Foreign and Commonwealth Office and predecessors: Political and Other Departments: General Correspondence before 1906, Great Britain and General
Before 1906, when the Foreign Office's registry procedure was reorganised, the general correspondence passed to the Library when it was two years old and was there arranged for binding in a series of country series. A residue of material not relating to any one country and therefore not assignable to a specific country series makes up this series. With the change over to departmental series of subject files in 1906 the need for this series came to an end and it contains no records of a later date than 1905 except a collection of printed Instructions, etc., to consuls and six continuing series of formal records of the Treaty and Royal Letter Department.
The Great Britain and General series includes some volumes of correspondence of a miscellaneous nature, but the majority are "cases": that is collections of papers on particular subjects, often covering several years, which have been retained in this form instead of being separated into their individual places within the various annual series of drafts, despatches, etc.
Arranged by subject as follows:
Miscellaneous correspondence (mainly domestic)
- (i) Government Departments, 1745-1806. This is mainly correspondence received by the Foreign Office.
- (ii) Circulars, 1777-1905. These are drafts and copies of circulars in chronological order. From 1812 there are separate series of circulars to British ministers and consuls abroad and to foreign ministers in London.
- (iii) Domestic various, 1773-1905. This is the domestic various correspondence which could not be assigned to any specific country series. It is in chronological order (mainly in annual volumes) in separate correspondence series: Diplomatic, Consular (from 1813), Commercial (1865-1866 and from 1872), Sanitary (1880-1882), Treaty (from 1883) and Africa (1893-1898).
Cases: These cover a wide range of subjects. Some relate to subjects of continuing interest over many years (often in series of several volumes); other deal with specific events or subjects of more short-lived interest; a considerable number are collections of answers to requests for information on a particular subject made of British ministers and consuls abroad for the benefit of Royal Commissions, Parliamentary Committees, other government departments, etc. They come from all departments of the Foreign Office except the Chief Clerk's and Slave Trade and African Departments.

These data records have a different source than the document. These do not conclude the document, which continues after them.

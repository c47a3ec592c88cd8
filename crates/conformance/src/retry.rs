//! Retry logic with backoff for transient observation errors.

use crate::error::ObservationError;
use std::thread;
use std::time::Duration;

/// Retry policy for observation calls.
#[derive(Debug, Clone, Copy, PartialEq)]
pub struct RetryPolicy {
    /// Total attempts, including the first
    pub max_attempts: u32,
    /// Delay before the first retry
    pub base_delay: Duration,
    /// Multiplier for exponential backoff
    pub backoff_factor: f64,
    /// Maximum delay between retries
    pub max_delay: Duration,
}

impl Default for RetryPolicy {
    /// One retry after a short pause.
    fn default() -> Self {
        Self {
            max_attempts: 2,
            base_delay: Duration::from_millis(250),
            backoff_factor: 2.0,
            max_delay: Duration::from_secs(5),
        }
    }
}

impl RetryPolicy {
    /// Default policy with a custom first delay.
    pub fn with_delay(base_delay: Duration) -> Self {
        Self {
            base_delay,
            ..Self::default()
        }
    }

    /// Calculate the delay for a given attempt number (0-indexed).
    pub fn delay_for_attempt(&self, attempt: u32) -> Duration {
        let exponent = i32::try_from(attempt).unwrap_or(i32::MAX);
        let delay = self.base_delay.as_secs_f64() * self.backoff_factor.powi(exponent);
        let capped = delay.min(self.max_delay.as_secs_f64());
        Duration::from_secs_f64(capped)
    }

    /// Create a policy that never retries.
    pub fn no_retry() -> Self {
        Self {
            max_attempts: 1,
            ..Self::default()
        }
    }
}

/// Execute an observation with retry.
///
/// Transient errors are retried up to the policy's attempt budget; permanent
/// errors are returned immediately. `what` names the call in log output.
pub fn with_retry<T, F>(
    policy: &RetryPolicy,
    what: &str,
    mut operation: F,
) -> Result<T, ObservationError>
where
    F: FnMut() -> Result<T, ObservationError>,
{
    let mut last_error: Option<ObservationError> = None;

    for attempt in 0..policy.max_attempts.max(1) {
        match operation() {
            Ok(result) => return Ok(result),
            Err(e) => {
                if !e.is_retryable() {
                    return Err(e);
                }

                if attempt + 1 >= policy.max_attempts {
                    last_error = Some(e);
                    break;
                }

                let delay = policy.delay_for_attempt(attempt);
                log::warn!(
                    "Attempt {}/{} of {} failed: {}. Retrying in {}ms...",
                    attempt + 1,
                    policy.max_attempts,
                    what,
                    e,
                    delay.as_millis()
                );
                thread::sleep(delay);

                last_error = Some(e);
            }
        }
    }

    Err(last_error.unwrap_or_else(|| ObservationError::Other("retry exhausted".to_string())))
}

- (i) General. This includes cases of the various political departments, cases dealing with the organisation and finance of the Foreign Office and Diplomatic Service and cases which cannot be associated with any particular department.
- (ii) Commercial. Included under this heading are several cases relating to commercial and sanitary matters created when the Department did not exist or when the subjects concerned were dealt with in other departments.

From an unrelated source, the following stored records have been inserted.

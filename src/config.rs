//! User settings (`config.toml`)
//!
//! ```toml
//! jobs = 8
//! timeout_secs = 30
//! retry_delay_ms = 250
//! threshold = 0.7
//! ```
//!
//! Every key is optional; command line flags win over the file.

use crate::paths;
use anyhow::{Context, Result, bail};
use conformance::{CallPolicy, RetryPolicy, RunOptions};
use serde::{Deserialize, Serialize};
use std::fs;
use std::path::Path;
use std::time::Duration;

/// Default failure threshold: controls at or above this impact fail the run
pub const DEFAULT_THRESHOLD: f64 = 0.7;

#[derive(Debug, Clone, PartialEq, Serialize, Deserialize)]
#[serde(default, deny_unknown_fields)]
pub struct Settings {
    /// Controls evaluated concurrently
    pub jobs: usize,
    /// Per-call observation timeout
    pub timeout_secs: u64,
    /// Delay before the single retry of a transient failure
    pub retry_delay_ms: u64,
    /// Lowest impact whose failure fails the run
    pub threshold: f64,
}

impl Default for Settings {
    fn default() -> Self {
        let call = CallPolicy::default();
        Self {
            jobs: RunOptions::default().jobs,
            timeout_secs: call.timeout.as_secs(),
            retry_delay_ms: u64::try_from(call.retry.base_delay.as_millis()).unwrap_or(u64::MAX),
            threshold: DEFAULT_THRESHOLD,
        }
    }
}

impl Settings {
    /// Load from the config directory, or defaults if there is no file
    pub fn load() -> Result<Self> {
        Self::load_from(&paths::config_file()?)
    }

    /// Load from a specific file, or defaults if it doesn't exist
    pub fn load_from(path: &Path) -> Result<Self> {
        if !path.exists() {
            log::debug!("Settings file does not exist, using defaults");
            return Ok(Self::default());
        }

        let content = fs::read_to_string(path)
            .with_context(|| format!("Failed to read settings file: {}", path.display()))?;
        let settings: Settings = toml::from_str(&content)
            .with_context(|| format!("Failed to parse settings file: {}", path.display()))?;
        settings
            .validate()
            .with_context(|| format!("Invalid settings in {}", path.display()))?;

        log::debug!("Loaded settings from {}", path.display());
        Ok(settings)
    }

    fn validate(&self) -> Result<()> {
        if self.jobs == 0 {
            bail!("jobs must be at least 1");
        }
        if self.timeout_secs == 0 {
            bail!("timeout_secs must be at least 1");
        }
        if !(0.0..=1.0).contains(&self.threshold) {
            bail!("threshold must be between 0.0 and 1.0, got {}", self.threshold);
        }
        Ok(())
    }

    /// Observation call policy
    pub fn call_policy(&self) -> CallPolicy {
        CallPolicy {
            timeout: Duration::from_secs(self.timeout_secs),
            retry: RetryPolicy::with_delay(Duration::from_millis(self.retry_delay_ms)),
            ..CallPolicy::default()
        }
    }

    /// Runner options
    pub fn run_options(&self) -> RunOptions {
        RunOptions { jobs: self.jobs }
    }
}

- (iii) Consular. Subjects include the organisation and finance of the Consular Services, responsibilities exercised by consuls on behalf of the Board of Trade under the Merchant Shipping Acts, consular marriages (Certain records of embassy and legation marriages which appear to have come from the Chief Clerk's Department are also included with these.) and the relief of distressed British subjects. Cases composed of consuls' 'Commercial' and 'Treaty' correspondence for the period when there were no such separate correspondence series, will be found under the appropriate departmental heading.
- (iv) Legal. A series of Law Officers' Reports, 1764-1876, a collection of papers of Sir Francis Reilly, Q.C., a parliamentary draughtsman consulted frequently by the Foreign Office, and a miscellaneous collection of cases on legal matters which cannot be assigned to the Library or Treaty Department. The Law Officers' Reports were originally bound separately in their proper places in the country series of General Correspondence before 1906, but were removed and made up in their present form in 1909 so that they could be withheld when other Foreign Office records became open to 1837. They themselves became open to public inspection in 1925.
- (v) Library. The records of the Library down to 1905, being arranged by subjects and not countries, are almost all included in this series and listed here under this heading.
- (vi) Treaty. The Department's general cases and certain formal records, each going back before 1883. Some of the series of records involved were not always dealt with in the Treaty Department but are included under this heading for convenience.